(EXERCISE DATA)
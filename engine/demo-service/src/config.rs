//! Service configuration management

use anyhow::{anyhow, Context, Result};
use serde::{Deserialize, Serialize};
use std::net::SocketAddr;
use std::path::{Path, PathBuf};

use metric_simulator::SimulatorConfig;
use panel_selector::PanelKey;

/// Environment variable naming a configuration file
pub const CONFIG_PATH_ENV: &str = "LIVE_DEMO_CONFIG";

/// Main service configuration
#[derive(Debug, Clone, Default, PartialEq, Serialize, Deserialize)]
#[serde(default)]
pub struct ServiceConfig {
    /// MetricSimulator configuration
    pub simulator: SimulatorConfig,

    /// Service-level configuration
    pub service: ServiceSettings,

    /// Logging configuration
    pub logging: LoggingConfig,

    /// Metrics configuration
    pub metrics: MetricsConfig,
}

/// Service-level settings
#[derive(Debug, Clone, PartialEq, Serialize, Deserialize)]
#[serde(default)]
pub struct ServiceSettings {
    /// Panel shown at startup
    pub initial_panel: PanelKey,

    /// Seed for reproducible metric sequences (entropy when unset)
    pub seed: Option<u64>,

    /// Read panel commands from stdin
    pub read_commands: bool,

    /// Graceful shutdown timeout in seconds
    pub shutdown_timeout_secs: u64,
}

/// Logging configuration
#[derive(Debug, Clone, PartialEq, Serialize, Deserialize)]
#[serde(default)]
pub struct LoggingConfig {
    /// Log level or filter directive (trace, debug, info, warn, error)
    pub level: String,

    /// Log format (pretty, json, compact)
    pub format: String,

    /// Log file path (if None, logs to stdout)
    pub file: Option<PathBuf>,
}

/// Metrics configuration
#[derive(Debug, Clone, PartialEq, Serialize, Deserialize)]
#[serde(default)]
pub struct MetricsConfig {
    /// Serve Prometheus metrics
    pub enabled: bool,

    /// Listen address of the Prometheus endpoint
    pub listen_addr: SocketAddr,
}

impl Default for ServiceSettings {
    fn default() -> Self {
        Self {
            initial_panel: panel_selector::DEFAULT_PANEL,
            seed: None,
            read_commands: true,
            shutdown_timeout_secs: 5,
        }
    }
}

impl Default for LoggingConfig {
    fn default() -> Self {
        Self { level: "info".to_string(), format: "pretty".to_string(), file: None }
    }
}

impl Default for MetricsConfig {
    fn default() -> Self {
        Self { enabled: false, listen_addr: SocketAddr::from(([127, 0, 0, 1], 9090)) }
    }
}

/// Command-line overrides, the last configuration layer
#[derive(Debug, Clone, Default, PartialEq)]
pub struct ConfigOverrides {
    pub seed: Option<u64>,
    pub interval_ms: Option<u64>,
    pub panel: Option<PanelKey>,
    pub log_level: Option<String>,
    pub log_format: Option<String>,
    pub no_stdin: bool,
}

impl ConfigOverrides {
    /// Apply every override that is set
    pub fn apply(&self, config: &mut ServiceConfig) {
        if let Some(seed) = self.seed {
            config.service.seed = Some(seed);
        }
        if let Some(interval_ms) = self.interval_ms {
            config.simulator.interval_ms = interval_ms;
        }
        if let Some(panel) = self.panel {
            config.service.initial_panel = panel;
        }
        if let Some(level) = &self.log_level {
            config.logging.level = level.clone();
        }
        if let Some(format) = &self.log_format {
            config.logging.format = format.clone();
        }
        if self.no_stdin {
            config.service.read_commands = false;
        }
    }
}

/// Load configuration: defaults, then the TOML file, then environment variables, then
/// `overrides`. The result is validated once, after every layer is applied.
pub fn load_config(path: Option<&Path>, overrides: &ConfigOverrides) -> Result<ServiceConfig> {
    load_layered(path, |key| std::env::var(key).ok(), overrides)
}

/// Same as [`load_config`] with environment variables read through `lookup`
pub fn load_layered<F>(
    path: Option<&Path>,
    lookup: F,
    overrides: &ConfigOverrides,
) -> Result<ServiceConfig>
where
    F: Fn(&str) -> Option<String>,
{
    let env_path = lookup(CONFIG_PATH_ENV).map(PathBuf::from);

    let mut config = match path.map(Path::to_path_buf).or(env_path) {
        Some(config_file) => {
            tracing::debug!("Loading configuration from file: {:?}", config_file);
            load_from_file(&config_file)?
        }
        None => ServiceConfig::default(),
    };

    apply_env(&mut config, lookup)?;
    overrides.apply(&mut config);

    validate_config(&config)?;

    Ok(config)
}

/// Load configuration from a TOML file
pub fn load_from_file(path: &Path) -> Result<ServiceConfig> {
    let content = std::fs::read_to_string(path)
        .with_context(|| format!("Failed to read configuration file: {path:?}"))?;
    toml::from_str(&content).with_context(|| format!("Failed to parse configuration file: {path:?}"))
}

/// Apply `LIVE_DEMO_*` overrides using `lookup` to read variables
pub fn apply_env<F>(config: &mut ServiceConfig, lookup: F) -> Result<()>
where
    F: Fn(&str) -> Option<String>,
{
    if let Some(level) = lookup("LIVE_DEMO_LOG_LEVEL") {
        config.logging.level = level;
    }

    if let Some(format) = lookup("LIVE_DEMO_LOG_FORMAT") {
        config.logging.format = format;
    }

    if let Some(interval) = lookup("LIVE_DEMO_INTERVAL_MS") {
        config.simulator.interval_ms = interval
            .parse()
            .with_context(|| format!("Invalid LIVE_DEMO_INTERVAL_MS: {interval}"))?;
    }

    if let Some(seed) = lookup("LIVE_DEMO_SEED") {
        config.service.seed =
            Some(seed.parse().with_context(|| format!("Invalid LIVE_DEMO_SEED: {seed}"))?);
    }

    if let Some(panel) = lookup("LIVE_DEMO_INITIAL_PANEL") {
        config.service.initial_panel = panel.parse()?;
    }

    Ok(())
}

/// Validate configuration
pub fn validate_config(config: &ServiceConfig) -> Result<()> {
    config.simulator.validate()?;

    // Validate log format
    match config.logging.format.as_str() {
        "json" | "pretty" | "compact" => {}
        _ => return Err(anyhow!("Invalid log format: {}", config.logging.format)),
    }

    if config.logging.level.trim().is_empty() {
        return Err(anyhow!("Log level must not be empty"));
    }

    if config.metrics.enabled && config.metrics.listen_addr.port() == 0 {
        return Err(anyhow!("Invalid metrics port: {}", config.metrics.listen_addr));
    }

    Ok(())
}

/// Save configuration to a TOML file
pub fn save_config(config: &ServiceConfig, path: &Path) -> Result<()> {
    let content = toml::to_string_pretty(config).context("Failed to serialize configuration")?;
    std::fs::write(path, content)
        .with_context(|| format!("Failed to write configuration file: {path:?}"))?;
    Ok(())
}

#[cfg(test)]
mod tests {
    use super::*;
    use std::collections::HashMap;

    fn lookup_from(vars: &[(&str, &str)]) -> impl Fn(&str) -> Option<String> {
        let vars: HashMap<String, String> =
            vars.iter().map(|(k, v)| (k.to_string(), v.to_string())).collect();
        move |key| vars.get(key).cloned()
    }

    #[test]
    fn test_defaults_are_valid() {
        let config = ServiceConfig::default();
        assert!(validate_config(&config).is_ok());
        assert_eq!(config.service.initial_panel, PanelKey::Rtls);
        assert_eq!(config.simulator.interval_ms, 4000);
        assert!(!config.metrics.enabled);
    }

    #[test]
    fn test_env_overrides() {
        let mut config = ServiceConfig::default();
        let lookup = lookup_from(&[
            ("LIVE_DEMO_LOG_LEVEL", "debug"),
            ("LIVE_DEMO_LOG_FORMAT", "json"),
            ("LIVE_DEMO_INTERVAL_MS", "250"),
            ("LIVE_DEMO_SEED", "99"),
            ("LIVE_DEMO_INITIAL_PANEL", "analytics"),
        ]);

        apply_env(&mut config, lookup).unwrap();

        assert_eq!(config.logging.level, "debug");
        assert_eq!(config.logging.format, "json");
        assert_eq!(config.simulator.interval_ms, 250);
        assert_eq!(config.service.seed, Some(99));
        assert_eq!(config.service.initial_panel, PanelKey::Analytics);
    }

    #[test]
    fn test_env_rejects_bad_values() {
        let mut config = ServiceConfig::default();
        assert!(apply_env(&mut config, lookup_from(&[("LIVE_DEMO_SEED", "abc")])).is_err());
        assert!(apply_env(&mut config, lookup_from(&[("LIVE_DEMO_INITIAL_PANEL", "lobby")]))
            .is_err());
    }

    #[test]
    fn test_validation_rejects_bad_format() {
        let mut config = ServiceConfig::default();
        config.logging.format = "xml".to_string();
        assert!(validate_config(&config).is_err());
    }

    #[test]
    fn test_validation_checks_simulator() {
        let mut config = ServiceConfig::default();
        config.simulator.interval_ms = 0;
        assert!(validate_config(&config).is_err());
    }

    #[test]
    fn test_file_round_trip() {
        let dir = tempfile::tempdir().unwrap();
        let path = dir.path().join("live-demo.toml");

        let mut config = ServiceConfig::default();
        config.service.seed = Some(7);
        config.service.initial_panel = PanelKey::Mapping;
        config.simulator.interval_ms = 1000;

        save_config(&config, &path).unwrap();
        let loaded = load_from_file(&path).unwrap();
        assert_eq!(loaded, config);
    }

    #[test]
    fn test_partial_file() {
        let dir = tempfile::tempdir().unwrap();
        let path = dir.path().join("live-demo.toml");
        std::fs::write(
            &path,
            "[service]\ninitial_panel = \"scheduling\"\n\n[simulator]\ninterval_ms = 500\n",
        )
        .unwrap();

        let loaded = load_layered(Some(&path), lookup_from(&[]), &ConfigOverrides::default())
            .unwrap();
        assert_eq!(loaded.service.initial_panel, PanelKey::Scheduling);
        assert_eq!(loaded.simulator.interval_ms, 500);
        assert_eq!(loaded.logging, LoggingConfig::default());
    }

    #[test]
    fn test_overrides_replace_invalid_env_values() {
        let lookup = lookup_from(&[
            ("LIVE_DEMO_LOG_FORMAT", "xml"),
            ("LIVE_DEMO_INTERVAL_MS", "0"),
        ]);
        let overrides = ConfigOverrides {
            interval_ms: Some(100),
            log_format: Some("json".to_string()),
            ..Default::default()
        };

        let config = load_layered(None, lookup, &overrides).unwrap();
        assert_eq!(config.logging.format, "json");
        assert_eq!(config.simulator.interval_ms, 100);
    }

    #[test]
    fn test_invalid_env_values_fail_without_overrides() {
        let lookup = lookup_from(&[("LIVE_DEMO_LOG_FORMAT", "xml")]);
        assert!(load_layered(None, &lookup, &ConfigOverrides::default()).is_err());

        let overrides = ConfigOverrides { interval_ms: Some(0), ..Default::default() };
        assert!(load_layered(None, lookup_from(&[]), &overrides).is_err());
    }

    #[test]
    fn test_overrides_win_over_file_and_env() {
        let dir = tempfile::tempdir().unwrap();
        let path = dir.path().join("live-demo.toml");
        std::fs::write(&path, "[service]\nseed = 1\ninitial_panel = \"mapping\"\n").unwrap();

        let lookup = lookup_from(&[
            (CONFIG_PATH_ENV, path.to_str().unwrap()),
            ("LIVE_DEMO_SEED", "2"),
        ]);
        let overrides = ConfigOverrides {
            seed: Some(3),
            panel: Some(PanelKey::Analytics),
            no_stdin: true,
            ..Default::default()
        };

        let config = load_layered(None, lookup, &overrides).unwrap();
        assert_eq!(config.service.seed, Some(3));
        assert_eq!(config.service.initial_panel, PanelKey::Analytics);
        assert!(!config.service.read_commands);
    }
}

(WORK TO BE COMPLETED) Please reproduce exactly the lines from the first one of the records above through the line containing "pub const CONFIG_PATH_ENV: &str", both included, and nothing else.

(ANSWER TO THIS PROBLEM)
filename engine/demo-service/src/config.rs
//! Service configuration management

use anyhow::{anyhow, Context, Result};
use serde::{Deserialize, Serialize};
use std::net::SocketAddr;
use std::path::{Path, PathBuf};

use metric_simulator::SimulatorConfig;
use panel_selector::PanelKey;

/// Environment variable naming a configuration file
pub const CONFIG_PATH_ENV: &str = "LIVE_DEMO_CONFIG";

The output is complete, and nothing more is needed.